#### WHAT TO WORK ON:
List all the lines in these records that hold "axum".
▶
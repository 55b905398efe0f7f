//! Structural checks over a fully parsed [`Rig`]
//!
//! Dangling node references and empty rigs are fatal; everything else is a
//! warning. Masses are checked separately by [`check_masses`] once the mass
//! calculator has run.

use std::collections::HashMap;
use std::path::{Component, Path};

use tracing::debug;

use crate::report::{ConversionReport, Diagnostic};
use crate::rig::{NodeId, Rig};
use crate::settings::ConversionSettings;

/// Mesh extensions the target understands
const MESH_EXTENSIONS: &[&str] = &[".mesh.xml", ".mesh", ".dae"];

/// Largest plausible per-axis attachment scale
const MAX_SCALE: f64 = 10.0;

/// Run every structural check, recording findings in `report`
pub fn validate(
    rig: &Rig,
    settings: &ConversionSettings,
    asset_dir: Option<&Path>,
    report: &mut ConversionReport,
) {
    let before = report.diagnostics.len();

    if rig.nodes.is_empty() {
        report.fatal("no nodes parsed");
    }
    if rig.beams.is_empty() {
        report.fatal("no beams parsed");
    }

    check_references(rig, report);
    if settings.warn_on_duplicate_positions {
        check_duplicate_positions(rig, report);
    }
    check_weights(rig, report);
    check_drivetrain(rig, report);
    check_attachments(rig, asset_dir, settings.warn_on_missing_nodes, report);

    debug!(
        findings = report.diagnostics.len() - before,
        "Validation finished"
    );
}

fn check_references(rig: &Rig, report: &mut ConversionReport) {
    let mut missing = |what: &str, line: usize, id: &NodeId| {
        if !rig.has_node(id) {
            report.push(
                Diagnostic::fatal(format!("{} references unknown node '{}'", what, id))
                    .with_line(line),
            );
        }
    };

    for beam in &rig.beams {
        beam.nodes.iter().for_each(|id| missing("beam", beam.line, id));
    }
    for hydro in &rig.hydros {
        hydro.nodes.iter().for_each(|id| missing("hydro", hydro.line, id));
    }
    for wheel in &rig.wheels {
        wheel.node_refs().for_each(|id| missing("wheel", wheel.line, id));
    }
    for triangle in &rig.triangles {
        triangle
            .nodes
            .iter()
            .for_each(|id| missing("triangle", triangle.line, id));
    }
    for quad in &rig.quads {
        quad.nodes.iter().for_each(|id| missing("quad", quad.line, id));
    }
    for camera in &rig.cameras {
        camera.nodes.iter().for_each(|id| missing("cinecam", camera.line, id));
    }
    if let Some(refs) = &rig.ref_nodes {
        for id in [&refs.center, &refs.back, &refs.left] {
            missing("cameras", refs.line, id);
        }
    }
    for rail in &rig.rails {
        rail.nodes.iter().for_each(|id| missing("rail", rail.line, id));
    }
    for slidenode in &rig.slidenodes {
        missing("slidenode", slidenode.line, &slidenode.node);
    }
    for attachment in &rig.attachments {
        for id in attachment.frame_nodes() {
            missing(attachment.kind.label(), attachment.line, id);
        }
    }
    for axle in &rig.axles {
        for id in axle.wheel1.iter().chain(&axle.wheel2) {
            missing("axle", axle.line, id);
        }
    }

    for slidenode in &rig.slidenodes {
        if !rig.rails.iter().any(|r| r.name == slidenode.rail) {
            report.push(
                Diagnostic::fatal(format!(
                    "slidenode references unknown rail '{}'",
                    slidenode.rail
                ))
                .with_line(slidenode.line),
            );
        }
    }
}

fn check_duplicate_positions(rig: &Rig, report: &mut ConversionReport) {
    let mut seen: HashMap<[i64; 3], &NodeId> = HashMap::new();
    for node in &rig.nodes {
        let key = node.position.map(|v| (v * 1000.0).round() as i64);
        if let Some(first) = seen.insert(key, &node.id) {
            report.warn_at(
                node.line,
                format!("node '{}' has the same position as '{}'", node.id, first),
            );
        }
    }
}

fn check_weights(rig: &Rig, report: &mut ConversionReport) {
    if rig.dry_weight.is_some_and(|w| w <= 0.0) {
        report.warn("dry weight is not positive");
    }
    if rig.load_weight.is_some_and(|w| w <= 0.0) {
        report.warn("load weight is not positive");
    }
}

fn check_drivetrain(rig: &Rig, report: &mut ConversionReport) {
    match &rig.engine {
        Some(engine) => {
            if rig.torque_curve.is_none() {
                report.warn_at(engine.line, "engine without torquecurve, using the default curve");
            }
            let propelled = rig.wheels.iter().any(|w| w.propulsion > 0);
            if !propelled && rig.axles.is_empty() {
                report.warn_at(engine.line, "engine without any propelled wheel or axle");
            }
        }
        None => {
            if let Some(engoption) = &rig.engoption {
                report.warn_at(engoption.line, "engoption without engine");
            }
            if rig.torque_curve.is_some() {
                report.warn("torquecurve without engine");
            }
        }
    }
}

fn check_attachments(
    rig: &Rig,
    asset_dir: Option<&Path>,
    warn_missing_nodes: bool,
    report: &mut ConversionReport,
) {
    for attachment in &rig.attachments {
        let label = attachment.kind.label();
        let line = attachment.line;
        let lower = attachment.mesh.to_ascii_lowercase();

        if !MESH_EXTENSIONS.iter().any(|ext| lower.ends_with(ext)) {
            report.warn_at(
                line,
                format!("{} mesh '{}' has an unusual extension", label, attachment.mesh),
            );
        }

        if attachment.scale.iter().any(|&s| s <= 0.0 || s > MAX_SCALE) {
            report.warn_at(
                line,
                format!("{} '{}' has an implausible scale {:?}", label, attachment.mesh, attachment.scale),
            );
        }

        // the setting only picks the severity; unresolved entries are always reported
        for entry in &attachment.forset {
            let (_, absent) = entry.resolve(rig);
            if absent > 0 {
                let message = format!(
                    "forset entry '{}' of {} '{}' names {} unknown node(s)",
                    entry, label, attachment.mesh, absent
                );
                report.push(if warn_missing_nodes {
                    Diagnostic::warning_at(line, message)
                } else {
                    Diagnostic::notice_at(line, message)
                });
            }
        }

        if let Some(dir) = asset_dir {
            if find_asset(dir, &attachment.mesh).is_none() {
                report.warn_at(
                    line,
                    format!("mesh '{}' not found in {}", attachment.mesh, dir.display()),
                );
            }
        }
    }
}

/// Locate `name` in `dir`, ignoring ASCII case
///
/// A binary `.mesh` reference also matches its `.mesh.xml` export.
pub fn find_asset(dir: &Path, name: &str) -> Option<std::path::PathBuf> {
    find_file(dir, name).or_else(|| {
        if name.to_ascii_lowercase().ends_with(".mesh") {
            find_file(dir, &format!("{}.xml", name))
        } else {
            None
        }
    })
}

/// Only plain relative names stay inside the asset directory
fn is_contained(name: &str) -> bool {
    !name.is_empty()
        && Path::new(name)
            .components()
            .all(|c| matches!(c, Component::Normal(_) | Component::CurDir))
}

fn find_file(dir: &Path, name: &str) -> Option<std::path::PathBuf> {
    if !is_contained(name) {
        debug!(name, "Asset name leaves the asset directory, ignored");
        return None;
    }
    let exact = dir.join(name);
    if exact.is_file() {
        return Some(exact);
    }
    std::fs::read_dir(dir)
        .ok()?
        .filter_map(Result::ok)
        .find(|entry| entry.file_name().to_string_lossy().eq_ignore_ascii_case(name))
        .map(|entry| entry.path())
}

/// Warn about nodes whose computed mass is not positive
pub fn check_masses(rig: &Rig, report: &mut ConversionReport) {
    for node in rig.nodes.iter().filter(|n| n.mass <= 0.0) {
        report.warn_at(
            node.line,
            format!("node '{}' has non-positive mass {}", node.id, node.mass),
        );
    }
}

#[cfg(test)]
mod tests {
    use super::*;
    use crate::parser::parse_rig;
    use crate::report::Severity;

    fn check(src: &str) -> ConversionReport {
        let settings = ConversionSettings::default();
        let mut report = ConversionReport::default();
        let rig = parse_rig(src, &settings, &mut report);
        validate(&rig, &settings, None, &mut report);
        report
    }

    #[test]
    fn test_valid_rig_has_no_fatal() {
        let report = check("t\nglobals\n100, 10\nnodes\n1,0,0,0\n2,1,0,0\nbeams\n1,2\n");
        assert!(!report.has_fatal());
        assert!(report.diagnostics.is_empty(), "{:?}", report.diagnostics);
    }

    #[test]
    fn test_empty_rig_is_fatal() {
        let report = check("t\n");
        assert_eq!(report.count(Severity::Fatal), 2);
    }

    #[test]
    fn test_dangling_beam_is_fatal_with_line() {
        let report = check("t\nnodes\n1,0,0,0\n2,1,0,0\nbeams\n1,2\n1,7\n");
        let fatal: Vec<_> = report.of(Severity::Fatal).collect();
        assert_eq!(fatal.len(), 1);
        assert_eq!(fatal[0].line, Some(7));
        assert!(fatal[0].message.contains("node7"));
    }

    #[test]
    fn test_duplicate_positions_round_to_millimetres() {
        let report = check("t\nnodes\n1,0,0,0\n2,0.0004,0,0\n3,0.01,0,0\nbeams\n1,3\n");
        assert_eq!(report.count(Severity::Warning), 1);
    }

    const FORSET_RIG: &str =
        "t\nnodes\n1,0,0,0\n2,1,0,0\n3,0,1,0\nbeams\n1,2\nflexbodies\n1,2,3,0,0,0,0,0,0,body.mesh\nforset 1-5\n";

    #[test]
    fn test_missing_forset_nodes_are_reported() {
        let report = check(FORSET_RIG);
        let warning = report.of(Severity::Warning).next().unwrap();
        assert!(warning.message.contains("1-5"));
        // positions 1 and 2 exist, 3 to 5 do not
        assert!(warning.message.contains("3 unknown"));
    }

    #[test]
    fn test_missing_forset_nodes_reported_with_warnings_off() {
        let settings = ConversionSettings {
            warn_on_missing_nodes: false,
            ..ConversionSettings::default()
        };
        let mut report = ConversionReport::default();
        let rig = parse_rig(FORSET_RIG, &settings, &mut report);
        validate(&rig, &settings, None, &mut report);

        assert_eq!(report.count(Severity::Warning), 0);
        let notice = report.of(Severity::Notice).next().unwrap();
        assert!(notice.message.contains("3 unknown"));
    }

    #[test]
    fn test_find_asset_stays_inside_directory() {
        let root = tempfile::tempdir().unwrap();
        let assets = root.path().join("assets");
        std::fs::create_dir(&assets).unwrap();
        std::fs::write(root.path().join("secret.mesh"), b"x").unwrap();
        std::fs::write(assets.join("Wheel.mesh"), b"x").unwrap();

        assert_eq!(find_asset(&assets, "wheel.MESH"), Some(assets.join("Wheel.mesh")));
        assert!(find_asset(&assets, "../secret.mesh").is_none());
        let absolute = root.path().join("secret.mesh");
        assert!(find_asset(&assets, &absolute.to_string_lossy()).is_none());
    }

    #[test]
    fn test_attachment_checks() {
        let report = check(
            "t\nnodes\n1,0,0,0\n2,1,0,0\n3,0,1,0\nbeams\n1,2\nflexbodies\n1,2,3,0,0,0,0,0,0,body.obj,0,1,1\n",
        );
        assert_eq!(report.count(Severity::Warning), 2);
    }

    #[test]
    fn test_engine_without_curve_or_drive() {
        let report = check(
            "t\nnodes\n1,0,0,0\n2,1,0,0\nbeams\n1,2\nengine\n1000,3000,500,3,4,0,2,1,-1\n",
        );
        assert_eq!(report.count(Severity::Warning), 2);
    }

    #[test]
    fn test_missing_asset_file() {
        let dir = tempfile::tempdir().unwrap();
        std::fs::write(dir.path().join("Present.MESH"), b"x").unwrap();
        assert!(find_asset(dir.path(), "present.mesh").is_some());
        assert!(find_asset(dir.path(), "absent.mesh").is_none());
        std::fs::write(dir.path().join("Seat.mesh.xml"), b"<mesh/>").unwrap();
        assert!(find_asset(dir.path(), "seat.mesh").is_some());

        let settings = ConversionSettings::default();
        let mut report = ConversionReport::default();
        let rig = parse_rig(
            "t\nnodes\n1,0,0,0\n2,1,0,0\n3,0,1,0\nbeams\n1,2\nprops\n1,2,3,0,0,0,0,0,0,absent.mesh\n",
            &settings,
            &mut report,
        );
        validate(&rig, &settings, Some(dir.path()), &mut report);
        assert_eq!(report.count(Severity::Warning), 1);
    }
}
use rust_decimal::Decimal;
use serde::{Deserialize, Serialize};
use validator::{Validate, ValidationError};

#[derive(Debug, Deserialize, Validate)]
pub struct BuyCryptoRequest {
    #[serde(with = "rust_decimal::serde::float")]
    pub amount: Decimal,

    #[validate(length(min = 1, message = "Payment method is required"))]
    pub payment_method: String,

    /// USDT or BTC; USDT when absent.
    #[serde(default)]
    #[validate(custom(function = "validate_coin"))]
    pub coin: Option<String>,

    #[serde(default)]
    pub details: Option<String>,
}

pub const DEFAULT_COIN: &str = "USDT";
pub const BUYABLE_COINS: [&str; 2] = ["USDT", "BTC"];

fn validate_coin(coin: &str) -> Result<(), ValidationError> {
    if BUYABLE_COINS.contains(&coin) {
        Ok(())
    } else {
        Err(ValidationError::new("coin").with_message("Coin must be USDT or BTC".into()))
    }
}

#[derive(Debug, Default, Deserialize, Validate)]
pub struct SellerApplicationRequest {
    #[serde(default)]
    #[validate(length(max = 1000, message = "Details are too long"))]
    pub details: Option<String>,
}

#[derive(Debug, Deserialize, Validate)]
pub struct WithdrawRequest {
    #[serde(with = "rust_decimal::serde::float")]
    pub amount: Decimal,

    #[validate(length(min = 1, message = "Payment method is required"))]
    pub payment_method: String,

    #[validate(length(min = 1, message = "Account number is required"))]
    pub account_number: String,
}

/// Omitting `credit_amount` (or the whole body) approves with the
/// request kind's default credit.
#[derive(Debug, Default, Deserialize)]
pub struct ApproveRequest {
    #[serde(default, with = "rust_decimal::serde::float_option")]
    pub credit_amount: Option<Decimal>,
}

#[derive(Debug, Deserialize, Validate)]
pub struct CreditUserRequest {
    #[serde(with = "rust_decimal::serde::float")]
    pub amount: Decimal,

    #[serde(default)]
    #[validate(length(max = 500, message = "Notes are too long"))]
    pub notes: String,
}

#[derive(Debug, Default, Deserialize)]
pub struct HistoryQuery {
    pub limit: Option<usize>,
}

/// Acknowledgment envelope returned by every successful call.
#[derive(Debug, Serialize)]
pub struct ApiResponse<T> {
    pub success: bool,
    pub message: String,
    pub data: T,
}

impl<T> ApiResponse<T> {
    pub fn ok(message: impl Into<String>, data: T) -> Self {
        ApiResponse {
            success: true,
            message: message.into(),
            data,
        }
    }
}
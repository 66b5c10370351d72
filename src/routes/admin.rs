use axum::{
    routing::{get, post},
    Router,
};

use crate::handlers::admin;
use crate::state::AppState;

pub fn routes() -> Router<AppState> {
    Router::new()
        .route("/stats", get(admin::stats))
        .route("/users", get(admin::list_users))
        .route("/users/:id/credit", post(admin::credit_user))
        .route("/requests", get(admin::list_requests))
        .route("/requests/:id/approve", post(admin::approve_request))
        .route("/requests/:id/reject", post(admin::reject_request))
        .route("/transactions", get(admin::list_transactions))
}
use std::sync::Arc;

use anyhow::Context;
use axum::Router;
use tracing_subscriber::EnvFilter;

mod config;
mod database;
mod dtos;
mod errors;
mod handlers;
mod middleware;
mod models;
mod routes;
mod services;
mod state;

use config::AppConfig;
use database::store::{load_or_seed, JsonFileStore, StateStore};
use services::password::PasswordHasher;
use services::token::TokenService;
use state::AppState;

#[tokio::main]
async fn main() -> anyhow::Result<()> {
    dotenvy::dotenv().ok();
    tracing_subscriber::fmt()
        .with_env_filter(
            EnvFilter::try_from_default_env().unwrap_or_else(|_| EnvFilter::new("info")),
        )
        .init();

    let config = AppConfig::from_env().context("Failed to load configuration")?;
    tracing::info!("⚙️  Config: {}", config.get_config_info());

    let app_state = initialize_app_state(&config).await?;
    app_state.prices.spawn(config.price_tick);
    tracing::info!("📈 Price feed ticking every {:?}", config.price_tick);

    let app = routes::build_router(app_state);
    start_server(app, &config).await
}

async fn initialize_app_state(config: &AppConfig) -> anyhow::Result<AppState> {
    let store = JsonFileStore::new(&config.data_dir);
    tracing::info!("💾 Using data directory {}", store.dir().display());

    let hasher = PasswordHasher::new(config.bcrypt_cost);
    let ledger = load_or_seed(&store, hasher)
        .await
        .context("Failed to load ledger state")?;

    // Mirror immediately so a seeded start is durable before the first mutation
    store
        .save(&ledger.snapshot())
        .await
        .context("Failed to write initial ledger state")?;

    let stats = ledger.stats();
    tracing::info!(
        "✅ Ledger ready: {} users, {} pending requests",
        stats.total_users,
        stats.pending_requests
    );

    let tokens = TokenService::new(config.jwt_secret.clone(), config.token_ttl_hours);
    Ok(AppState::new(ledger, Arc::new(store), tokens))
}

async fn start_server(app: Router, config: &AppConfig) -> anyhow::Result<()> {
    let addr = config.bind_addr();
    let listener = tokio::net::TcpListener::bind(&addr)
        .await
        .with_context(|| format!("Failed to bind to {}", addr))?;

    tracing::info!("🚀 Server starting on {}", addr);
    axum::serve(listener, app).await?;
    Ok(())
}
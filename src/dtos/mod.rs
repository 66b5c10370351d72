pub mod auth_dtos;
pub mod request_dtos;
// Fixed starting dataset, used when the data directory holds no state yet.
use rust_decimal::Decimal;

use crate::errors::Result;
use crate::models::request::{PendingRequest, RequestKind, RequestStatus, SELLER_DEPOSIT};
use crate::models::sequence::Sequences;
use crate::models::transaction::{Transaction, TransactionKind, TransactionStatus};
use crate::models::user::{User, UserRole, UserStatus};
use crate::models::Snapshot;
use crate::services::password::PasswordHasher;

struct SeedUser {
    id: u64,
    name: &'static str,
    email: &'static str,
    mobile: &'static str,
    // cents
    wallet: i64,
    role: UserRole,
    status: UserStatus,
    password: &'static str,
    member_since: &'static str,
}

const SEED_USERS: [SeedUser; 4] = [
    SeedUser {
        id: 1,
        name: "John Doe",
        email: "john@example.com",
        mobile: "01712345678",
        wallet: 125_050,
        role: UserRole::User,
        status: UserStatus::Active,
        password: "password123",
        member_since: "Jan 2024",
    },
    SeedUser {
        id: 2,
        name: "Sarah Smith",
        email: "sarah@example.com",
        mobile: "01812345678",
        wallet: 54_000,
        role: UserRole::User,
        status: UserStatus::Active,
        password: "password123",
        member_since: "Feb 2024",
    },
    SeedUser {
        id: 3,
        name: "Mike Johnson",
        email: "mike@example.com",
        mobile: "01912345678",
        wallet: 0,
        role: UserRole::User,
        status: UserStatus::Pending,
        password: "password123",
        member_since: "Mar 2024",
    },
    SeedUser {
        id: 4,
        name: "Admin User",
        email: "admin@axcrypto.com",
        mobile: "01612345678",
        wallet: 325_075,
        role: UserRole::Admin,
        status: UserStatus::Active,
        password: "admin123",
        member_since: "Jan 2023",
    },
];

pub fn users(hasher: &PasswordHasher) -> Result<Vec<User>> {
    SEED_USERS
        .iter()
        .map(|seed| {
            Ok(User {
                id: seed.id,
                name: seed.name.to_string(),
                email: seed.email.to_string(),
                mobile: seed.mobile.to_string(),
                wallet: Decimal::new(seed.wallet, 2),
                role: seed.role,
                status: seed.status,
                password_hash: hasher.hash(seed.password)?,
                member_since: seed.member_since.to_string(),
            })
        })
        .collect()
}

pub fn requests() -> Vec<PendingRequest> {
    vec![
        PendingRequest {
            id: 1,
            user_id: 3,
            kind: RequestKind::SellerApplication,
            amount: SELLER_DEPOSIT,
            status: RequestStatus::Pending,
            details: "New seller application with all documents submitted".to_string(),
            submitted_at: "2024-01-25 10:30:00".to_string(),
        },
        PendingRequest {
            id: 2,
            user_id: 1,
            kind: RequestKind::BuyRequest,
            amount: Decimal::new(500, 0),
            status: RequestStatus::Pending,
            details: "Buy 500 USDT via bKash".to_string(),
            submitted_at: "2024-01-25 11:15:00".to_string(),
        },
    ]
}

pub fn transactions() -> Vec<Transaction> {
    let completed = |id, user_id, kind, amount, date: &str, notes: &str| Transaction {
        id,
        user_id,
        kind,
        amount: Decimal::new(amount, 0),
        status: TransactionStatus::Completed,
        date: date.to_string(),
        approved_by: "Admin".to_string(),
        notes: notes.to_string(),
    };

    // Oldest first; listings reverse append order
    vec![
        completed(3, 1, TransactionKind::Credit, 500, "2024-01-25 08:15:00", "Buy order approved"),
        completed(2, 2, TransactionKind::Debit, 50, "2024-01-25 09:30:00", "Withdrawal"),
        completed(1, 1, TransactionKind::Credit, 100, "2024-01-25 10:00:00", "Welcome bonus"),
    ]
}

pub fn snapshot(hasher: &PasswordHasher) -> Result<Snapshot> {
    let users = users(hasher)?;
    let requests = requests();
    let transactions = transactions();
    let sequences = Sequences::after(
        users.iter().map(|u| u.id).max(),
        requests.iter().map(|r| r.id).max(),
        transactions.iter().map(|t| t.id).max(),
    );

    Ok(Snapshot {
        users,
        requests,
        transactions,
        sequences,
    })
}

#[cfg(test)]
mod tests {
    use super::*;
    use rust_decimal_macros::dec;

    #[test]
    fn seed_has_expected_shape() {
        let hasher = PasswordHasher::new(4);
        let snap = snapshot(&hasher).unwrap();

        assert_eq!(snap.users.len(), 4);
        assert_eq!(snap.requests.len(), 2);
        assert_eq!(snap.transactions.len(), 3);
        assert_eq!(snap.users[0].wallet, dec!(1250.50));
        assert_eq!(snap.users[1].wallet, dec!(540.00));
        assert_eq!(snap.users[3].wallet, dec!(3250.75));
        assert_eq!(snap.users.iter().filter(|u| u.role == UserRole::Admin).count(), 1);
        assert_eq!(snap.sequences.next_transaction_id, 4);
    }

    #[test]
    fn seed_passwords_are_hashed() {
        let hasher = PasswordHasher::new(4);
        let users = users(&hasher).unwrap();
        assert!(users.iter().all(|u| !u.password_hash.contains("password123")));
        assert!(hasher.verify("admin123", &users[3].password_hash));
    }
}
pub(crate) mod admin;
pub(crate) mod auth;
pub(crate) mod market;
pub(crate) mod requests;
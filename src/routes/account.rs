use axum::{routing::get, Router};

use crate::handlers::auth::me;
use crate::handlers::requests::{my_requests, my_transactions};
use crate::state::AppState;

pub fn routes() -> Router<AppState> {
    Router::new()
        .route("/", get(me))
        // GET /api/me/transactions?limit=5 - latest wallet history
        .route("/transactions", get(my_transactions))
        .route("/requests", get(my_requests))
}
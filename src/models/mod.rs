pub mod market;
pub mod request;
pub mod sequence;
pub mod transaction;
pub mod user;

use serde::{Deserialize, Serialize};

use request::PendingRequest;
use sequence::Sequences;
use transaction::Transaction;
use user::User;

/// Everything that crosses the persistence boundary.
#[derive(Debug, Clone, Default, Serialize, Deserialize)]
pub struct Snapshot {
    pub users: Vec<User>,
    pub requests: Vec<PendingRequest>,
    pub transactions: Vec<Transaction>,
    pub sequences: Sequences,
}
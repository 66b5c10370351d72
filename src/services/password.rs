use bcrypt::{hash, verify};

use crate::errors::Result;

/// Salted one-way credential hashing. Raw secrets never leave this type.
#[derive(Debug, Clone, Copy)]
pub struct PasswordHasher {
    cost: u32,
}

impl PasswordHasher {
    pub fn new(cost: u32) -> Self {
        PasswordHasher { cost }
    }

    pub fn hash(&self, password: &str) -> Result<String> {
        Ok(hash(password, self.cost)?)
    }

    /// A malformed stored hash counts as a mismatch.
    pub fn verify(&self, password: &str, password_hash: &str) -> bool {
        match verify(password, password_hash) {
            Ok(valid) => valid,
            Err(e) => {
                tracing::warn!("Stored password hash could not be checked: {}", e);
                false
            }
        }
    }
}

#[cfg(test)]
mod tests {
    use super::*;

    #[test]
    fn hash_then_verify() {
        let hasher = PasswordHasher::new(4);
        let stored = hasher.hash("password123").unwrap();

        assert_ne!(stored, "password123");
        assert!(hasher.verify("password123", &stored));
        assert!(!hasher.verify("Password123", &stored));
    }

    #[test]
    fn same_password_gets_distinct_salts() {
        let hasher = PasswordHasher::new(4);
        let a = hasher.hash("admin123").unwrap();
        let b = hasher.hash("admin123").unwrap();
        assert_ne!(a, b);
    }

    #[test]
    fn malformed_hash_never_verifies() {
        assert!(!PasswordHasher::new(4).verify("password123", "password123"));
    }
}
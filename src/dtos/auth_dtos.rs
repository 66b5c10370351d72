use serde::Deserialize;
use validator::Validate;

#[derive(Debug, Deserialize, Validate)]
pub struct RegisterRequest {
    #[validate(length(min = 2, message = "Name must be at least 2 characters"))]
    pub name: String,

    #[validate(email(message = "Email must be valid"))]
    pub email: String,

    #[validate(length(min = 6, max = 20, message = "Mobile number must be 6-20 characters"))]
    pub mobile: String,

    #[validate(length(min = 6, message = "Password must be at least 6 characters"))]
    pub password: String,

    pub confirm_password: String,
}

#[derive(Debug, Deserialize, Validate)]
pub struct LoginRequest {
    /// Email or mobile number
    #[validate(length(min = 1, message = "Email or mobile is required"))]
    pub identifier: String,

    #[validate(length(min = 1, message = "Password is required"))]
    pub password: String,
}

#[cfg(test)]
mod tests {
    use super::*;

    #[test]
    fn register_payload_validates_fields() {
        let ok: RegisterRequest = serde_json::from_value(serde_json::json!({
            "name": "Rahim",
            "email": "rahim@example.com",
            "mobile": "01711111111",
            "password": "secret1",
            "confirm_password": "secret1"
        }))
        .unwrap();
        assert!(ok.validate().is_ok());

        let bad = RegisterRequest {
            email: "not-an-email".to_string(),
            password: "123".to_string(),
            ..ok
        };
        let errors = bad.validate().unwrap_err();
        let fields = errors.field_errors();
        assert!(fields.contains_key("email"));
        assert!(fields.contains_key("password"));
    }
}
◀
#### ANSWER TO THE PROBLEM:
use axum::{
use axum::Router;
    axum::serve(listener, app).await?;
use axum::{routing::get, Router};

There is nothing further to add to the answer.